Tuesday, October 19, 2010

Surgical Hair Restoration: Look Better than Bald—Not Worse!

Many people suffering from male or female pattern baldness are out there researching their hair restoration options. Over 40 million American men suffer from male pattern baldness, and right now there’s no cure for the genetic condition.

So far, the hair transplant is the only permanent method to treat baldness in both men and women.

It’s obvious that hair restoration is sought out so people can gain back their desired appearance and some confidence that goes along with it. That said, many patients are held back from hair restoration surgeries because they’re worried the procedure will end up looking unnatural.

Nobody wants to face a surgical procedure and end up looking worse than they did before undergoing it. But new developments in microsurgery applied to the hair transplant, surgical hair restoration can look more natural than ever.

Two big reasons hair transplants of the past didn’t look natural had to do with scaring and difficulties obtaining enough donor follicles for transplant.
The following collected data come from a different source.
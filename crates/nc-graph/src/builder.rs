//! Rehydration of a graph from externally supplied ids.
//!
//! Used when loading a stored graph or restoring a history snapshot. Node
//! categories come from the registry, never from the input. Edges are checked
//! structurally (endpoints and declared ports) and then re-validated like a
//! fresh connection.

use std::collections::HashSet;
use std::sync::Arc;

use nc_blocks::{BlockCategory, BlockRegistry, Params, PortDirection};
use nc_core::{EdgeId, NodeId, Position};

use crate::error::{GraphError, GraphResult};
use crate::graph::{ArchitectureGraph, EdgeInstance, NodeInstance};
use crate::validate::validate_connection;

/// Builder for loading nodes and edges with their existing ids.
///
/// Add every node before the edges that reference them, then call `build()`.
#[derive(Debug)]
pub struct GraphBuilder {
    graph: ArchitectureGraph,
    node_ids: HashSet<NodeId>,
    edge_ids: HashSet<EdgeId>,
}

impl GraphBuilder {
    pub fn new(registry: Arc<BlockRegistry>) -> Self {
        Self {
            graph: ArchitectureGraph::new(registry),
            node_ids: HashSet::new(),
            edge_ids: HashSet::new(),
        }
    }

    pub fn registry(&self) -> &BlockRegistry {
        self.graph.registry()
    }

    /// Add a node with a known id.
    ///
    /// An unregistered `block_type` is kept as-is with the `layer` category.
    pub fn add_node(
        &mut self,
        id: NodeId,
        block_type: impl Into<String>,
        label: impl Into<String>,
        params: Params,
        position: Position,
    ) -> GraphResult<&NodeInstance> {
        if !self.node_ids.insert(id.clone()) {
            return Err(GraphError::DuplicateNodeId { id });
        }
        let block_type = block_type.into();
        let category = self
            .graph
            .registry()
            .lookup(&block_type)
            .map(|b| b.category)
            .unwrap_or(BlockCategory::Layer);
        self.graph.nodes.push(NodeInstance {
            id,
            block_type,
            label: label.into(),
            category,
            params,
            position,
        });
        Ok(&self.graph.nodes[self.graph.nodes.len() - 1])
    }

    /// Add an edge with a known id.
    ///
    /// Both endpoints must already be present. A non-empty handle must name a
    /// declared port of the endpoint's block type; an empty handle passes the
    /// structural check and is judged by the validator instead.
    pub fn add_edge(
        &mut self,
        id: EdgeId,
        source: NodeId,
        source_port: impl Into<String>,
        target: NodeId,
        target_port: impl Into<String>,
    ) -> GraphResult<&EdgeInstance> {
        if self.edge_ids.contains(&id) {
            return Err(GraphError::DuplicateEdgeId { id });
        }
        let source_port = source_port.into();
        let target_port = target_port.into();
        self.check_endpoint(&source, &source_port, PortDirection::Output)?;
        self.check_endpoint(&target, &target_port, PortDirection::Input)?;

        let verdict = validate_connection(
            self.graph.registry(),
            self.graph.node(&source),
            self.graph.node(&target),
            &source_port,
            &target_port,
        );
        self.edge_ids.insert(id.clone());
        self.graph.edges.push(EdgeInstance {
            id,
            source,
            source_port,
            target,
            target_port,
            verdict,
        });
        Ok(&self.graph.edges[self.graph.edges.len() - 1])
    }

    fn check_endpoint(&self, node: &NodeId, port: &str, direction: PortDirection) -> GraphResult<()> {
        let instance = self
            .graph
            .node(node)
            .ok_or_else(|| GraphError::NodeNotFound { id: node.clone() })?;
        if port.is_empty() {
            return Ok(());
        }
        let declared = self
            .graph
            .registry()
            .lookup(&instance.block_type)
            .is_some_and(|block| match direction {
                PortDirection::Input => block.has_input(port),
                PortDirection::Output => block.has_output(port),
            });
        if declared {
            Ok(())
        } else {
            Err(GraphError::UnknownPort {
                node: node.clone(),
                port: port.to_string(),
                direction,
            })
        }
    }

    /// Finish loading; id sequences continue after the largest loaded number.
    pub fn build(self) -> ArchitectureGraph {
        let mut graph = self.graph;
        graph
            .node_ids
            .reseed(graph.nodes.iter().map(|n| n.id.as_str()));
        graph
            .edge_ids
            .reseed(graph.edges.iter().map(|e| e.id.as_str()));
        graph
    }
}

#[cfg(test)]
mod tests {
    use super::*;
    use crate::validate::ConnectionIssue;

    fn builder() -> GraphBuilder {
        GraphBuilder::new(Arc::new(BlockRegistry::standard()))
    }

    fn add(b: &mut GraphBuilder, id: &str, block_type: &str) -> GraphResult<()> {
        b.add_node(NodeId::new(id), block_type, block_type, Params::new(), Position::ORIGIN)
            .map(|_| ())
    }

    #[test]
    fn unknown_type_falls_back_to_layer() {
        let mut b = builder();
        add(&mut b, "node_1", "softmax").unwrap();
        add(&mut b, "node_2", "hyper_layer").unwrap();
        let g = b.build();
        assert_eq!(g.nodes()[0].category, BlockCategory::Activation);
        assert_eq!(g.nodes()[1].category, BlockCategory::Layer);
        assert_eq!(g.nodes()[1].block_type, "hyper_layer");
    }

    #[test]
    fn rejects_duplicates_and_dangling_edges() {
        let mut b = builder();
        add(&mut b, "node_1", "linear").unwrap();
        add(&mut b, "node_2", "relu").unwrap();
        assert!(matches!(
            add(&mut b, "node_1", "relu"),
            Err(GraphError::DuplicateNodeId { .. })
        ));

        b.add_edge("edge_1".into(), "node_1".into(), "out", "node_2".into(), "in")
            .unwrap();
        assert!(matches!(
            b.add_edge("edge_1".into(), "node_1".into(), "out", "node_2".into(), "in"),
            Err(GraphError::DuplicateEdgeId { .. })
        ));
        assert!(matches!(
            b.add_edge("edge_2".into(), "node_1".into(), "out", "node_9".into(), "in"),
            Err(GraphError::NodeNotFound { .. })
        ));
        assert!(matches!(
            b.add_edge("edge_3".into(), "node_1".into(), "logits", "node_2".into(), "in"),
            Err(GraphError::UnknownPort {
                direction: PortDirection::Output,
                ..
            })
        ));
        assert_eq!(b.build().edges().len(), 1);
    }

    #[test]
    fn surviving_edges_are_revalidated() {
        let mut b = builder();
        add(&mut b, "node_1", "linear").unwrap();
        add(&mut b, "node_2", "scale").unwrap();
        let edge = b
            .add_edge("edge_1".into(), "node_1".into(), "out", "node_2".into(), "factor")
            .unwrap();
        assert_eq!(
            edge.verdict.issue(),
            Some(ConnectionIssue::TypeMismatch {
                source: nc_blocks::DataKind::Tensor,
                target: nc_blocks::DataKind::Scalar,
            })
        );
        let edge = b
            .add_edge("edge_2".into(), "node_1".into(), "", "node_2".into(), "x")
            .unwrap();
        assert_eq!(edge.verdict.issue(), Some(ConnectionIssue::InvalidPort));
    }

    #[test]
    fn build_reseeds_sequences() {
        let mut b = builder();
        for i in [3, 7, 1] {
            add(&mut b, &format!("node_{i}"), "relu").unwrap();
        }
        b.add_edge("edge_12".into(), "node_3".into(), "out", "node_7".into(), "in")
            .unwrap();
        let mut g = b.build();
        assert_eq!(g.add_node("relu", Position::ORIGIN).unwrap(), "node_8");
        let a = NodeId::new("node_1");
        let c = NodeId::new("node_8");
        assert_eq!(g.connect(&a, "out", &c, "in").unwrap().id, "edge_13");
    }
}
Years ago, 4mm plugs were used as transplant grafts, leaving a doll head look to patients that looked thin and detectable.

Even as this procedure developed to FUT, or follicle unit transplantation that implants individual follicles to the scalp, scarring was still very present on the back and sides of patients’ heads.
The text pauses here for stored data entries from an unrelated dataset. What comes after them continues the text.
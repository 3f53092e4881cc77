//! Registry error types.

use thiserror::Error;

pub type RegistryResult<T> = Result<T, RegistryError>;

#[derive(Debug, Error, Clone, PartialEq, Eq)]
pub enum RegistryError {
    /// A block type with this key is already registered.
    #[error("Block type '{type_name}' is already registered")]
    DuplicateType { type_name: String },

    /// Two ports on the same side of a block share an id.
    #[error("Block type '{type_name}' declares port '{port}' twice")]
    DuplicatePort { type_name: String, port: String },

    #[error("Unknown block category: {name}")]
    UnknownCategory { name: String },
}
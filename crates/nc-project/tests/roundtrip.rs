use std::sync::Arc;

use nc_blocks::{BlockRegistry, Params};
use nc_core::{NodeId, Position};
use nc_graph::ArchitectureGraph;
use nc_project::{
    GraphMetadata, deserialize, load, parse_json, save, serialize, serialize_with_metadata,
    to_json_string,
};
use proptest::prelude::*;
use serde_json::json;

const TYPES: [&str; 8] = [
    "linear",
    "relu",
    "add",
    "lstm",
    "multihead_attention",
    "scale",
    "identity",
    "mse_loss",
];

fn registry() -> Arc<BlockRegistry> {
    BlockRegistry::shared()
}

/// Build a graph whose edges are all well-formed (declared ports, live endpoints).
fn build_graph(
    nodes: &[(usize, i32, i32, i64)],
    wires: &[(usize, usize, usize, usize)],
) -> ArchitectureGraph {
    let mut graph = ArchitectureGraph::new(registry());
    let mut ids = Vec::new();
    for &(kind, x, y, knob) in nodes {
        let type_name = TYPES[kind % TYPES.len()];
        let id = graph
            .add_node(type_name, Position::new(x as f64 / 4.0, y as f64 / 4.0))
            .unwrap();
        let mut edit = Params::new();
        edit.insert("knob".into(), json!(knob));
        graph.update_node_params(&id, edit).unwrap();
        ids.push(id);
    }
    for &(s, sp, t, tp) in wires {
        let source = &ids[s % ids.len()];
        let target = &ids[t % ids.len()];
        let outputs = graph.block_of(source).unwrap().outputs.clone();
        let inputs = graph.block_of(target).unwrap().inputs.clone();
        if outputs.is_empty() || inputs.is_empty() {
            continue;
        }
        let out = outputs[sp % outputs.len()].id.clone();
        let inp = inputs[tp % inputs.len()].id.clone();
        graph.connect(source, &out, target, &inp).unwrap();
    }
    graph
}

fn same_graph(a: &ArchitectureGraph, b: &ArchitectureGraph) {
    assert_eq!(a.nodes().len(), b.nodes().len());
    for (x, y) in a.nodes().iter().zip(b.nodes()) {
        assert_eq!(x.id, y.id);
        assert_eq!(x.block_type, y.block_type);
        assert_eq!(x.category, y.category);
        assert_eq!(x.params, y.params);
        assert_eq!(x.position, y.position);
        assert_eq!(x.label, y.label);
    }
    let endpoints = |g: &ArchitectureGraph| {
        g.edges()
            .iter()
            .map(|e| {
                (
                    e.id.clone(),
                    e.source.clone(),
                    e.source_port.clone(),
                    e.target.clone(),
                    e.target_port.clone(),
                    e.is_valid(),
                )
            })
            .collect::<Vec<_>>()
    };
    assert_eq!(endpoints(a), endpoints(b));
}

#[test]
fn roundtrip_json_file() {
    let graph = build_graph(
        &[(0, 0, 0, 1), (1, 0, 400, 2), (4, 100, 800, 3)],
        &[(0, 0, 1, 0), (1, 0, 2, 0), (1, 0, 2, 1), (1, 0, 2, 2)],
    );
    let wire = serialize_with_metadata(
        &graph,
        GraphMetadata {
            name: Some("demo".into()),
            description: None,
            framework: Some("jax".into()),
        },
    );

    let path = std::env::temp_dir().join("nc_project_roundtrip.json");
    save(&path, &wire).unwrap();
    let loaded = load(&path).unwrap();
    assert_eq!(loaded, wire);
    assert_eq!(loaded.metadata.as_ref().unwrap().framework.as_deref(), Some("jax"));

    let (restored, report) = deserialize(registry(), &loaded);
    assert!(report.is_clean());
    same_graph(&graph, &restored);
}

#[test]
fn roundtrip_yaml_file() {
    let graph = build_graph(&[(5, 4, 8, 0), (6, 12, 16, -3)], &[(1, 0, 0, 0)]);
    let wire = serialize(&graph);
    let path = std::env::temp_dir().join("nc_project_roundtrip.yaml");
    save(&path, &wire).unwrap();
    assert_eq!(load(&path).unwrap(), wire);
}

#[test]
fn wire_form_has_no_derived_fields() {
    let graph = build_graph(&[(0, 0, 0, 1), (1, 0, 0, 1)], &[(0, 0, 1, 0)]);
    let text = to_json_string(&serialize(&graph)).unwrap();
    assert!(!text.contains("category"));
    assert!(!text.contains("isValid"));
    assert!(!text.contains("verdict"));
}

proptest! {
    #[test]
    fn deserialize_inverts_serialize(
        nodes in proptest::collection::vec((0usize..8, -4000i32..4000, -4000i32..4000, -50i64..50), 1..10),
        wires in proptest::collection::vec((0usize..10, 0usize..3, 0usize..10, 0usize..3), 0..20),
    ) {
        let graph = build_graph(&nodes, &wires);
        let wire = serialize(&graph);
        let (restored, report) = deserialize(registry(), &wire);
        prop_assert_eq!(report.dropped(), 0);
        same_graph(&graph, &restored);

        let reparsed = parse_json(&to_json_string(&wire).unwrap()).unwrap();
        prop_assert_eq!(reparsed, wire);
    }

    #[test]
    fn next_node_never_collides_after_load(count in 1u64..40, gap in 0u64..5) {
        let mut graph = ArchitectureGraph::new(registry());
        for _ in 0..count {
            graph.add_node("relu", Position::ORIGIN).unwrap();
        }
        // Punch holes so the largest id is not the count.
        for i in 1..=gap.min(count - 1) {
            graph.delete_node(&NodeId::new(format!("node_{i}"))).unwrap();
        }
        let (mut restored, _) = deserialize(registry(), &serialize(&graph));
        let fresh = restored.add_node("relu", Position::ORIGIN).unwrap();
        prop_assert!(graph.node(&fresh).is_none());
        prop_assert_eq!(fresh.to_string(), format!("node_{}", count + 1));
    }
}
That’s because they obtained donor follicles by skin strip harvesting—cutting strips of skin from the head and dissecting them into individual follicles.

Today, it’s unnecessary to cut skin at all. FUE, or follicle unit extraction, incorporates the latest in microsurgical techniques by removing each follicle individually for transfer. No skin needs to be cut, no scalpel is used and no permanent scarring is left as a result.